How to Deal with Destructive Children

Children break things. They draw on walls, stick credit cards through the crack in the floorboards, paint the cat with Sudocrem and shatter the vase which has been in the family for generations. These are accidents, or simple lack of understanding on the part of a child. What happens if this behaviour turns deliberate? A destructive child can be hard to deal with, even frightening, but there are some simple strategies which can help.

Attention seeking

Sometimes a child wants to be noticed. Parents can’t always give 24/7 attention; it can’t be expected of them. They have commitments to each other, the home, work, other children, family and friends. Sometimes these things clash with the child’s need for absolute attention. If the child doesn’t get what it wants it uses a bit of reverse psychology – namely doing something it knows will immediately draw the notice of the parent, often something destructive such as throwing, smashing and destroying toys, and other household items. To a child, any attention is better than none, sometimes.

Dealing with this type of destructive behaviour is quite simple. It will take time and repetition, but it will also work. Above everything, stay calm. Instant reaction is to snap, but hold that down and take a breath. Put aside whatever is taking away attention from the child (this will be for a short time only) and get down to their level. This is a trick which is useful whenever dealing with small children. Coming down to their level means an adult is less intimidating, closer to them, able to look them in the eye, and communicate quietly.

Use the same actions and words every time. Explain that their behaviour is unacceptable, and tell them why. This is important. If a child can be helped to understand why something is wrong they will have a better idea of why they should not do it. Ask for a simple apology. If one is received, continue to explain why they couldn’t have full attention but assure them that it will happen as soon as possible. Ask them to do something else, or wait quietly with until then. Then keep that promise and give them 100% attention.

If no apology is received, use time-out, following the minutes rule – One minute per year of age, 4 years, 4 minutes. Ask for the apology when the time is up and continue until one is received. Give a hug and carry on as above. Repeat this strategy every time until the attention seeking behaviour is broken.


Children get angry. In fact, they can get extremely angry, often through the frustration of not being able to express themselves fully or because they cannot understand why something is being denied them. Anger can often turn into destructive behaviour.

In this situation, the first step is always to calm the child. Come down to their level, talk calmly, reassure and continue until they are composed. If the tantrum continues, gather up the child, hold them close – this is not only reassuring but prevents them hurting themselves, others or continuing the destructive behaviour.

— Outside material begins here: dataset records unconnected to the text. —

//! Stage A: note → intermediate markdown.
//!
//! Every wiki link, embed and markdown link is resolved once and rewritten
//! to a vault-root link (`/folder/Note.md#Anchor`). Note embeds become
//! `<inclusion>` tags, media is copied into the intermediate tree, and
//! unresolved note links point at the not-found page.

use std::fs;

use super::links::{ParsedLink, find_links, rewrite_links};
use crate::context::BuildContext;
use crate::core::{BuildError, LinkKind};
use crate::resolve::Resolution;
use crate::deferred::neutralize;
use crate::utils::html::{escape, escape_attr};
use crate::utils::path::route::{encode_link, is_external_link};
use crate::vault::meta::{NoteMeta, extract, inline_tags, split_front_matter};
use crate::vault::{CodeRegions, DocId, LinkOccurrence, NOT_FOUND_PATH, Source};

/// Run Stage A on one note. Returns the notes it links to.
pub fn transform_note(ctx: &mut BuildContext, id: DocId) -> Result<Vec<DocId>, BuildError> {
    let (rel_path, source) = {
        let doc = ctx.index.get(id);
        (doc.rel_path.clone(), doc.read_source()?)
    };

    // A malformed block is shown in the page; the run goes on
    let (mut meta, body, problem) = match extract(&source, &rel_path) {
        Ok((meta, body)) => (meta, body, None),
        Err(err @ BuildError::FrontMatter { .. }) => {
            let body = split_front_matter(&source).map_or(source.as_str(), |fm| fm.body);
            (NoteMeta::default(), body, Some(err.to_string()))
        }
        Err(err) => return Err(err),
    };
    let (stripped, code) = CodeRegions::strip(body);
    meta.add_tags(inline_tags(&stripped));

    let links = find_links(&stripped);
    let mut occurrences = Vec::with_capacity(links.len());
    let mut discovered = Vec::new();
    let mut failure = None;

    let rewritten = rewrite_links(&stripped, &links, |link| {
        match rewrite_link(ctx, &rel_path, link, &mut discovered) {
            Ok((replacement, target)) => {
                occurrences.push(occurrence(link, &stripped, target));
                replacement
            }
            Err(err) => {
                failure.get_or_insert(err);
                None
            }
        }
    });
    if let Some(err) = failure {
        return Err(err);
    }

    let front = meta.to_front_matter().map_err(|e| BuildError::FrontMatter {
        path: rel_path.clone(),
        message: e.to_string(),
    })?;
    let error = match problem {
        Some(problem) => {
            let html = format!(
                "<p class=\"front-matter-error\">{}</p>\n\n",
                neutralize(&escape(&problem))
            );
            ctx.warn(problem);
            html
        }
        None => String::new(),
    };
    let output = format!("{front}{error}{}", code.restore(&rewritten));

    let md_path = ctx.md_path(id);
    if let Some(parent) = md_path.parent() {
        fs::create_dir_all(parent).map_err(BuildError::io(parent))?;
    }
    fs::write(&md_path, output).map_err(BuildError::io(&md_path))?;

    let doc = ctx.index.get_mut(id);
    doc.meta = meta;
    doc.code = code;
    doc.links = occurrences;
    Ok(discovered)
}

fn occurrence(link: &ParsedLink, text: &str, target: Option<DocId>) -> LinkOccurrence {
    LinkOccurrence {
        raw: link.raw(text).to_string(),
        kind: link.kind,
        alias: link.label.clone(),
        anchor: link.anchor().map(str::to_string),
        block: link.block().map(str::to_string),
        target,
    }
}

/// New text for one link (`None` keeps it) and the document it reached.
fn rewrite_link(
    ctx: &mut BuildContext,
    current: &str,
    link: &ParsedLink,
    discovered: &mut Vec<DocId>,
) -> Result<(Option<String>, Option<DocId>), BuildError> {
    if link.kind == LinkKind::RawUrl {
        return Ok((None, None));
    }

    if link.path.is_empty() {
        // `[[#Heading]]` points into the same note
        let rewritten = (link.kind == LinkKind::Wiki && !link.fragment.is_empty())
            .then(|| markdown_link(link, &format!("#{}", encode_link(&link.fragment))));
        return Ok((rewritten, None));
    }

    if is_external_link(&link.path) {
        let rewritten = (link.kind == LinkKind::Wiki).then(|| markdown_link(link, &link.path));
        return Ok((rewritten, None));
    }

    match ctx.resolver.resolve(&ctx.index, &link.path, Some(current)) {
        Resolution::Found(target) => {
            let doc = ctx.index.get(target.doc);
            if doc.is_note() {
                discovered.push(target.doc);
                let href = format!("/{}{}", encode_link(&target.canonical), fragment_suffix(link));
                let text = match link.kind {
                    LinkKind::Embed => format!("<inclusion href=\"{}\" />", escape_attr(&href)),
                    _ => markdown_link(link, &href),
                };
                return Ok((Some(text), Some(target.doc)));
            }

            if let Source::File(source) = &doc.source {
                let dest = ctx.config.md_dir().join(&target.canonical);
                let source = source.clone();
                ctx.copier.copy(&source, &dest)?;
            }
            let href = format!("/{}", encode_link(&target.canonical));
            Ok((Some(markdown_link(link, &href)), Some(target.doc)))
        }
        Resolution::External => Ok((None, None)),
        Resolution::NotFound => {
            let default_extension = &ctx.config.vault.default_extension;
            if looks_like_media(&link.path, default_extension) {
                ctx.warn(format!("{current}: missing file `{}`", link.path));
                return Ok((None, None));
            }

            ctx.warn(format!("{current}: unresolved link `{}`", link.path));
            let Some(not_found) = ctx.not_found() else {
                return Ok((None, None));
            };
            discovered.push(not_found);
            let href = format!("/{}", encode_link(NOT_FOUND_PATH));
            Ok((Some(markdown_link(link, &href)), None))
        }
    }
}

/// `[label](href "title")`, or `![alt](href)` for embeds.
fn markdown_link(link: &ParsedLink, href: &str) -> String {
    let bang = if link.kind == LinkKind::Embed { "!" } else { "" };
    let label = match link.kind {
        LinkKind::Markdown | LinkKind::Embed if link.label.is_some() => {
            link.label.clone().unwrap_or_default()
        }
        _ => link.display(),
    };
    match &link.title {
        Some(title) => format!("{bang}[{label}]({href} {title})"),
        None => format!("{bang}[{label}]({href})"),
    }
}

fn fragment_suffix(link: &ParsedLink) -> String {
    if link.fragment.is_empty() {
        String::new()
    } else {
        format!("#{}", encode_link(&link.fragment))
    }
}

/// Whether an unresolved target names a file rather than a note.
///
/// Notes are often named with dots (`Meeting 2024.01.05`), so only a short
/// alphabetic extension other than the note extension counts.
fn looks_like_media(path: &str, note_extension: &str) -> bool {
    let name = path.rsplit('/').next().unwrap_or(path);
    let Some((stem, ext)) = name.rsplit_once('.') else {
        return false;
    };
    !stem.is_empty()
        && (1..=5).contains(&ext.len())
        && ext.chars().all(|c| c.is_ascii_alphanumeric())
        && ext.chars().any(|c| c.is_ascii_alphabetic())
        && !ext.eq_ignore_ascii_case(note_extension)
}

Once the child is calm, talk to them and understand why they are angry. For a very young child this may be difficult as they lack the communication skills to express reasons. As a parent, knowing the child is the best way, and most likely, of figuring out the problem. Pay attention, watch what the triggers are and deal with them as they are identified. Help the child realise that everyone gets angry sometimes, but that there are better ways to deal with it than destroying things.

Frustration and more

Children are easily frustrated and can lack patience. These are skills which develop with time, but their lack in early years can cause destructive behaviour. It can also be a form of spite – Mum took away my toy so I’m going to break this one. There is also the possibility that a child is simply having a hard time, for whatever reason, even the fact that it is raining and they can’t go outside. All of these reasons can lead to destructive behaviours, almost like a release. They turn the valve, let off some steam by tearing a hole in the carpet, and then feel better. Using the strategies outlined here can help with all these situations.

Other causes

Although these are the most common reasons for destructive behaviour, there can be others. If these strategies do not help and destructive behaviour continues, it is worth seeking the advice of a professional. A doctor, nurse or health adviser can often spot problems a parent doesn’t see. Destructive behaviour can be a sign of possible ADHD, or trauma the parent may not be aware of. There is no harm in getting expert advice when it comes to children. In fact, it is often the best course of action.

Dealing with a destructive child requires patience, calmness, repetition and above all, understanding. Keep calm and carry on, as the phase will pass if the parent reaches out to the child.